Task input
■ ■ ■ ■ ■

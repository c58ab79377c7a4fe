//! Public entry point: one importer per sandbox root.
//!
//! ```no_run
//! use rootjail::{Importer, ImporterOptions};
//!
//! let importer = Importer::new("/srv/config", &["/srv/config/lib"], ImporterOptions::new())?;
//! let main = importer.resolve("", "/srv/config/main.jsonnet")?;
//! let util = importer.resolve(&main.found_at.to_string_lossy(), "util.jsonnet")?;
//! # let _ = util;
//! importer.close()?;
//! # Ok::<(), rootjail::ImportError>(())
//! ```

use crate::boundary::{Boundary, BoundaryError};
use crate::cache::{CacheEntry, CacheKey, EntryState, ImportCache, Lookup};
use crate::errors::{ImportError, ImportResult};
use crate::resolver::{absolutize, clean, Decision, ImportRequest, PathResolver, ResolutionCandidate};
use crate::search::SearchChain;
use bytes::Bytes;
use std::path::{Path, PathBuf};
use std::sync::Arc;
use tracing::{debug, info, trace, warn, Dispatch};

/// What the evaluator consumes: one call per import expression.
pub trait FileImporter {
    fn resolve(&self, imported_from: &str, imported_path: &str) -> ImportResult<Resolved>;
}

pub type DynImporter = Arc<dyn FileImporter + Send + Sync + 'static>;

#[derive(Debug, Clone, PartialEq, Eq)]
pub struct Resolved {
    pub content: Bytes,
    /// Canonical absolute path; pass it back as `imported_from` for nested imports.
    pub found_at: PathBuf,
}

impl Resolved {
    pub fn as_str(&self) -> Option<&str> {
        std::str::from_utf8(&self.content).ok()
    }
}

#[derive(Debug, Clone, Default)]
pub struct ImporterOptions {
    logger: Option<Dispatch>,
    working_dir: Option<PathBuf>,
    max_file_bytes: Option<u64>,
}

impl ImporterOptions {
    pub fn new() -> Self {
        Self::default()
    }

    /// Send this importer's diagnostics to `dispatch` instead of the ambient subscriber.
    pub fn logger(mut self, dispatch: Dispatch) -> Self {
        self.logger = Some(dispatch);
        self
    }

    /// Directory that initial relative imports are read against. Defaults to
    /// the process working directory at construction.
    pub fn working_dir(mut self, dir: impl Into<PathBuf>) -> Self {
        self.working_dir = Some(dir.into());
        self
    }

    pub fn max_file_bytes(mut self, limit: u64) -> Self {
        self.max_file_bytes = Some(limit);
        self
    }
}

#[derive(Debug)]
pub struct Importer {
    boundary: Boundary,
    resolver: PathResolver,
    search: SearchChain,
    cache: ImportCache,
    logger: Option<Dispatch>,
}

impl Importer {
    pub fn new<S: AsRef<str>>(
        root_dir: impl AsRef<Path>,
        library_paths: &[S],
        options: ImporterOptions,
    ) -> ImportResult<Self> {
        let root_dir = root_dir.as_ref();
        let ImporterOptions { logger, working_dir, max_file_bytes } = options;

        let boundary = Boundary::open(root_dir)?.with_max_file_bytes(max_file_bytes);
        let mut cwd = None;
        let root = absolute_path(root_dir, &mut cwd)?;
        let working_dir = match working_dir {
            Some(dir) => absolute_path(&dir, &mut cwd)?,
            None => absolute_path(Path::new("."), &mut cwd)?,
        };
        let search = SearchChain::new(&root, library_paths)?;

        let importer = Self {
            boundary,
            resolver: PathResolver::new(root, working_dir),
            search,
            cache: ImportCache::new(),
            logger,
        };
        importer.traced(|| {
            info!(
                root = %importer.root().display(),
                canonical_root = %importer.boundary.root().display(),
                working_dir = %importer.resolver.working_dir().display(),
                jpaths = ?importer.search.dirs(),
                "importer ready"
            )
        });
        Ok(importer)
    }

    /// Absolute (uncanonicalized) root used for path decisions.
    pub fn root(&self) -> &Path {
        self.resolver.root()
    }

    /// Validated library paths, root-relative.
    pub fn library_paths(&self) -> &[PathBuf] {
        self.search.dirs()
    }

    pub fn cached_entries(&self) -> usize {
        self.cache.len()
    }

    pub fn is_closed(&self) -> bool {
        self.boundary.is_closed()
    }

    pub fn resolve(&self, imported_from: &str, imported_path: &str) -> ImportResult<Resolved> {
        self.traced(|| self.resolve_request(imported_from, imported_path))
    }

    /// Releases the root handle. Cached entries are left alone.
    pub fn close(&self) -> ImportResult<()> {
        self.traced(|| {
            let res = self.boundary.close();
            debug!(root = %self.root().display(), ok = res.is_ok(), "importer closed");
            res
        })
    }

    fn traced<T>(&self, f: impl FnOnce() -> T) -> T {
        match &self.logger {
            Some(dispatch) => tracing::dispatcher::with_default(dispatch, f),
            None => f(),
        }
    }

    fn resolve_request(&self, imported_from: &str, imported_path: &str) -> ImportResult<Resolved> {
        let req = ImportRequest::new(imported_from, imported_path)?;
        if self.boundary.is_closed() {
            return Err(ImportError::Closed { root: self.root().to_path_buf() });
        }
        debug!(imported_from, imported_path, origin = ?req.origin(), "resolving import");

        match self.resolver.decide(&req) {
            Decision::Reject(err) => {
                warn!(imported_from, imported_path, code = err.code(), "import rejected: {err}");
                return Err(err);
            }
            Decision::Read(candidate) => {
                if let Some(found) = self.try_candidate(&candidate)? {
                    debug!(found_at = %found.found_at.display(), "resolved directly");
                    return Ok(found);
                }
                debug!(resolved = %candidate.absolute_target.display(), "not found directly, searching library paths");
            }
            Decision::Defer(candidate) => {
                debug!(
                    resolved = %candidate.absolute_target.display(),
                    "initial path outside root, searching library paths"
                );
            }
        }

        for candidate in self.search.candidates(self.root(), &req) {
            if !candidate.inside_root {
                debug!(
                    search_dir = %candidate.search_dir.display(),
                    resolved = %candidate.absolute_target.display(),
                    "skipping library candidate outside root"
                );
                continue;
            }
            if let Some(found) = self.try_candidate(&candidate)? {
                debug!(
                    search_dir = %candidate.search_dir.display(),
                    found_at = %found.found_at.display(),
                    "resolved from library path"
                );
                return Ok(found);
            }
        }

        debug!(imported_from, imported_path, "not found in any library path");
        Err(ImportError::FileNotFound {
            path: imported_path.to_string(),
            from: imported_from.to_string(),
        })
    }

    /// `Ok(None)` means "keep searching".
    fn try_candidate(&self, candidate: &ResolutionCandidate) -> ImportResult<Option<Resolved>> {
        let Some(relative) = candidate.relative_to_root.as_deref() else {
            return Ok(None);
        };
        let key = CacheKey::new(&candidate.absolute_target);
        let state = match self.cache.lookup(&key)? {
            Lookup::Hit(state) => {
                trace!(key = %key.as_path().display(), "cache hit");
                state
            }
            Lookup::Miss => {
                let state = match self.boundary.open_relative(relative) {
                    Ok(content) => EntryState::Found { content, found_at: candidate.absolute_target.clone() },
                    Err(BoundaryError::NotFound { .. }) => EntryState::NotFound,
                    // Not a property of the path; must not be remembered.
                    Err(BoundaryError::Closed { root }) => return Err(ImportError::Closed { root }),
                    Err(err) => {
                        warn!(path = %relative.display(), "read failed: {err}");
                        EntryState::Sticky(err.into())
                    }
                };
                self.cache.store(CacheEntry::new(key, state))?
            }
        };
        match state {
            EntryState::Found { content, found_at } => Ok(Some(Resolved { content, found_at })),
            EntryState::NotFound => Ok(None),
            EntryState::Sticky(err) => Err(err),
        }
    }

    #[cfg(test)]
    pub(crate) fn cache(&self) -> &ImportCache {
        &self.cache
    }
}

/// Absolute form of `path`. The process cwd is only looked up, once, when a
/// relative path needs it.
fn absolute_path(path: &Path, cwd: &mut Option<PathBuf>) -> ImportResult<PathBuf> {
    if path.is_absolute() {
        return Ok(clean(path));
    }
    let base = match cwd.take() {
        Some(dir) => dir,
        None => std::env::current_dir().map_err(|source| ImportError::CannotResolveAbsolutePath {
            path: path.to_path_buf(),
            source: Arc::new(source),
        })?,
    };
    let resolved = absolutize(&base, path);
    *cwd = Some(base);
    Ok(resolved)
}

impl FileImporter for Importer {
    fn resolve(&self, imported_from: &str, imported_path: &str) -> ImportResult<Resolved> {
        Importer::resolve(self, imported_from, imported_path)
    }
}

■ ■ ■ ■ ■

Prompt
Reproduce, line for line, the material, starting at its first line, and end once the line holding "against. Defaults to" has been output.

Your solution
repository c58ab79377c7a4fe
//! Public entry point: one importer per sandbox root.
//!
//! ```no_run
//! use rootjail::{Importer, ImporterOptions};
//!
//! let importer = Importer::new("/srv/config", &["/srv/config/lib"], ImporterOptions::new())?;
//! let main = importer.resolve("", "/srv/config/main.jsonnet")?;
//! let util = importer.resolve(&main.found_at.to_string_lossy(), "util.jsonnet")?;
//! # let _ = util;
//! importer.close()?;
//! # Ok::<(), rootjail::ImportError>(())
//! ```

use crate::boundary::{Boundary, BoundaryError};
use crate::cache::{CacheEntry, CacheKey, EntryState, ImportCache, Lookup};
use crate::errors::{ImportError, ImportResult};
use crate::resolver::{absolutize, clean, Decision, ImportRequest, PathResolver, ResolutionCandidate};
use crate::search::SearchChain;
use bytes::Bytes;
use std::path::{Path, PathBuf};
use std::sync::Arc;
use tracing::{debug, info, trace, warn, Dispatch};

/// What the evaluator consumes: one call per import expression.
pub trait FileImporter {
    fn resolve(&self, imported_from: &str, imported_path: &str) -> ImportResult<Resolved>;
}

pub type DynImporter = Arc<dyn FileImporter + Send + Sync + 'static>;

#[derive(Debug, Clone, PartialEq, Eq)]
pub struct Resolved {
    pub content: Bytes,
    /// Canonical absolute path; pass it back as `imported_from` for nested imports.
    pub found_at: PathBuf,
}

impl Resolved {
    pub fn as_str(&self) -> Option<&str> {
        std::str::from_utf8(&self.content).ok()
    }
}

#[derive(Debug, Clone, Default)]
pub struct ImporterOptions {
    logger: Option<Dispatch>,
    working_dir: Option<PathBuf>,
    max_file_bytes: Option<u64>,
}

impl ImporterOptions {
    pub fn new() -> Self {
        Self::default()
    }

    /// Send this importer's diagnostics to `dispatch` instead of the ambient subscriber.
    pub fn logger(mut self, dispatch: Dispatch) -> Self {
        self.logger = Some(dispatch);
        self
    }

    /// Directory that initial relative imports are read against. Defaults to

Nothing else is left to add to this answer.